*Records to use:*

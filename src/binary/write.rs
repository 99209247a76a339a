//! Binary schema encoding
//!
//! Two-pass reserve-then-backfill: the fixed-size header and field records
//! are written first with placeholder slots for the file size and each
//! description offset; the variable-length description block follows, and
//! the placeholders are patched from the final positions.

use crate::def::{Field, ParamDef};
use crate::error::DefError;

use super::{
    DISPLAY_FORMAT_WIDTH, DISPLAY_NAME_WIDTH, EXTENDED_HEADER_MARKER, FormatLayout,
    INTERNAL_WIDTH, PAD_ALIGN, PARAM_TYPE_WIDTH, TYPE_NAME_WIDTH, encode_narrow, pad_byte,
};

/// Encode a schema document to its binary form.
///
/// The document is assumed valid; call [`crate::validate`] first. Encode
/// itself only rejects what cannot be represented at all: an unsupported
/// format version, strings that do not fit their fixed width or encoding,
/// and more fields than the 16-bit count can carry.
pub fn encode_binary(def: &ParamDef) -> Result<Vec<u8>, DefError> {
    let layout = FormatLayout::for_version(def.format_version).ok_or_else(|| {
        DefError::unsupported(format!("unknown format version {}", def.format_version))
    })?;

    let field_count = i16::try_from(def.fields.len())
        .map_err(|_| DefError::corrupt(format!("too many fields: {}", def.fields.len())))?;

    let pad = pad_byte(def.format_version);
    let mut writer = Writer::new(def.big_endian);

    let file_size_slot = writer.reserve_i32();
    writer.write_i16(layout.header_tag);
    writer.write_i16(def.data_version);
    writer.write_i16(field_count);
    writer.write_i16(layout.record_tag);
    writer.write_fixed_str(&def.param_type, PARAM_TYPE_WIDTH, pad, def.unicode)?;
    writer.write_u8(if def.big_endian { 0xFF } else { 0x00 });
    writer.write_u8(def.unicode as u8);
    writer.write_i16(def.format_version);
    if layout.extended() {
        writer.write_i64(EXTENDED_HEADER_MARKER);
    }

    let mut description_slots = Vec::with_capacity(def.fields.len());
    for field in &def.fields {
        description_slots.push(write_field(&mut writer, field, layout, pad, def.unicode)?);
    }

    // Description block; absent descriptions keep the zero sentinel.
    let descriptions_start = writer.pos();
    for (field, slot) in def.fields.iter().zip(description_slots) {
        let offset = match &field.description {
            Some(description) => {
                let offset = writer.pos() as i64;
                writer.write_terminated_str(description, def.unicode)?;
                offset
            }
            None => 0,
        };
        match slot {
            Slot::Narrow(at) => writer.patch_i32(at, offset as i32),
            Slot::Wide(at) => writer.patch_i64(at, offset),
        }
    }

    if def.format_version >= 104 {
        // Only the description block is padded to the boundary.
        let length = writer.pos() - descriptions_start;
        if length % PAD_ALIGN != 0 {
            writer.write_zeros(PAD_ALIGN - length % PAD_ALIGN);
        }
    } else {
        writer.pad_to(PAD_ALIGN);
    }

    let file_size = writer.pos() as i32;
    writer.patch_i32(file_size_slot, file_size);
    Ok(writer.into_bytes())
}

/// Reserved description-offset slot, 32- or 64-bit per layout.
enum Slot {
    Narrow(usize),
    Wide(usize),
}

fn write_field(
    writer: &mut Writer,
    field: &Field,
    layout: &FormatLayout,
    pad: u8,
    unicode: bool,
) -> Result<Slot, DefError> {
    writer.write_fixed_str(&field.display_name, DISPLAY_NAME_WIDTH, pad, unicode)?;
    writer.write_fixed_str(field.display_type.name(), TYPE_NAME_WIDTH, pad, false)?;
    writer.write_fixed_str(&field.display_format, DISPLAY_FORMAT_WIDTH, pad, false)?;
    writer.write_f32(field.default);
    writer.write_f32(field.minimum);
    writer.write_f32(field.maximum);
    writer.write_f32(field.increment);
    writer.write_i32(field.edit_flags.bits() as i32);

    let value_size = field.display_type.value_size() as i32;
    let byte_count = if field.display_type.is_array_type() {
        value_size * field.array_length.max(1)
    } else {
        value_size
    };
    writer.write_i32(byte_count);

    let slot = if layout.wide_description_offset {
        Slot::Wide(writer.reserve_i64())
    } else {
        Slot::Narrow(writer.reserve_i32())
    };

    writer.write_fixed_str(&field.internal_type, INTERNAL_WIDTH, pad, false)?;

    if layout.has_internal_name {
        let composed = if field.bit_size != -1 {
            format!("{}:{}", field.internal_name, field.bit_size)
        } else if field.display_type.is_array_type() {
            format!("{}[{}]", field.internal_name, field.array_length)
        } else {
            field.internal_name.clone()
        };
        writer.write_fixed_str(&composed, INTERNAL_WIDTH, pad, false)?;
    }

    if layout.has_sort_id {
        writer.write_i32(field.sort_id);
    }

    if layout.reserved_tail > 0 {
        writer.write_zeros(layout.reserved_tail);
    }

    Ok(slot)
}

/// Growable output buffer with the document byte order and
/// reserve-then-backfill slots addressed by absolute position.
struct Writer {
    buf: Vec<u8>,
    big_endian: bool,
}

impl Writer {
    fn new(big_endian: bool) -> Writer {
        Writer {
            buf: Vec::new(),
            big_endian,
        }
    }

    fn pos(&self) -> usize {
        self.buf.len()
    }

    fn into_bytes(self) -> Vec<u8> {
        self.buf
    }

    fn write_u8(&mut self, value: u8) {
        self.buf.push(value);
    }

    fn write_u16(&mut self, value: u16) {
        let bytes = if self.big_endian {
            value.to_be_bytes()
        } else {
            value.to_le_bytes()
        };
        self.buf.extend_from_slice(&bytes);
    }

    fn write_i16(&mut self, value: i16) {
        self.write_u16(value as u16);
    }

    fn write_u32(&mut self, value: u32) {
        let bytes = if self.big_endian {
            value.to_be_bytes()
        } else {
            value.to_le_bytes()
        };
        self.buf.extend_from_slice(&bytes);
    }

    fn write_i32(&mut self, value: i32) {
        self.write_u32(value as u32);
    }

    fn write_i64(&mut self, value: i64) {
        let bytes = if self.big_endian {
            value.to_be_bytes()
        } else {
            value.to_le_bytes()
        };
        self.buf.extend_from_slice(&bytes);
    }

    fn write_f32(&mut self, value: f32) {
        self.write_u32(value.to_bits());
    }

    fn write_zeros(&mut self, count: usize) {
        self.buf.resize(self.buf.len() + count, 0);
    }

    /// Zero-pad the whole buffer to an alignment boundary.
    fn pad_to(&mut self, align: usize) {
        let rem = self.buf.len() % align;
        if rem != 0 {
            self.write_zeros(align - rem);
        }
    }

    fn reserve_i32(&mut self) -> usize {
        let at = self.pos();
        self.write_zeros(4);
        at
    }

    fn reserve_i64(&mut self) -> usize {
        let at = self.pos();
        self.write_zeros(8);
        at
    }

    fn patch_i32(&mut self, at: usize, value: i32) {
        let bytes = if self.big_endian {
            value.to_be_bytes()
        } else {
            value.to_le_bytes()
        };
        self.buf[at..at + 4].copy_from_slice(&bytes);
    }

    fn patch_i64(&mut self, at: usize, value: i64) {
        let bytes = if self.big_endian {
            value.to_be_bytes()
        } else {
            value.to_le_bytes()
        };
        self.buf[at..at + 8].copy_from_slice(&bytes);
    }

    /// Write a fixed-width string, padded to `width` bytes with `pad`.
    fn write_fixed_str(
        &mut self,
        value: &str,
        width: usize,
        pad: u8,
        unicode: bool,
    ) -> Result<(), DefError> {
        if unicode {
            let units: Vec<u16> = value.encode_utf16().collect();
            if units.len() * 2 > width {
                return Err(DefError::corrupt(format!(
                    "string {value:?} exceeds fixed width {width}"
                )));
            }
            for unit in &units {
                self.write_u16(*unit);
            }
            for _ in 0..width / 2 - units.len() {
                self.write_u16(pad as u16);
            }
        } else {
            let bytes = encode_narrow(value)?;
            if bytes.len() > width {
                return Err(DefError::corrupt(format!(
                    "string {value:?} exceeds fixed width {width}"
                )));
            }
            self.buf.extend_from_slice(&bytes);
            for _ in 0..width - bytes.len() {
                self.write_u8(pad);
            }
        }
        Ok(())
    }

    /// Write a zero-terminated string in the document encoding.
    fn write_terminated_str(&mut self, value: &str, unicode: bool) -> Result<(), DefError> {
        if unicode {
            for unit in value.encode_utf16() {
                self.write_u16(unit);
            }
            self.write_u16(0);
        } else {
            let bytes = encode_narrow(value)?;
            self.buf.extend_from_slice(&bytes);
            self.write_u8(0);
        }
        Ok(())
    }
}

*What the task requires:*
Copy, from the material, each line that holds the string "first".

*Solved problem:*
//! are written first with placeholder slots for the file size and each
/// The document is assumed valid; call [`crate::validate`] first. Encode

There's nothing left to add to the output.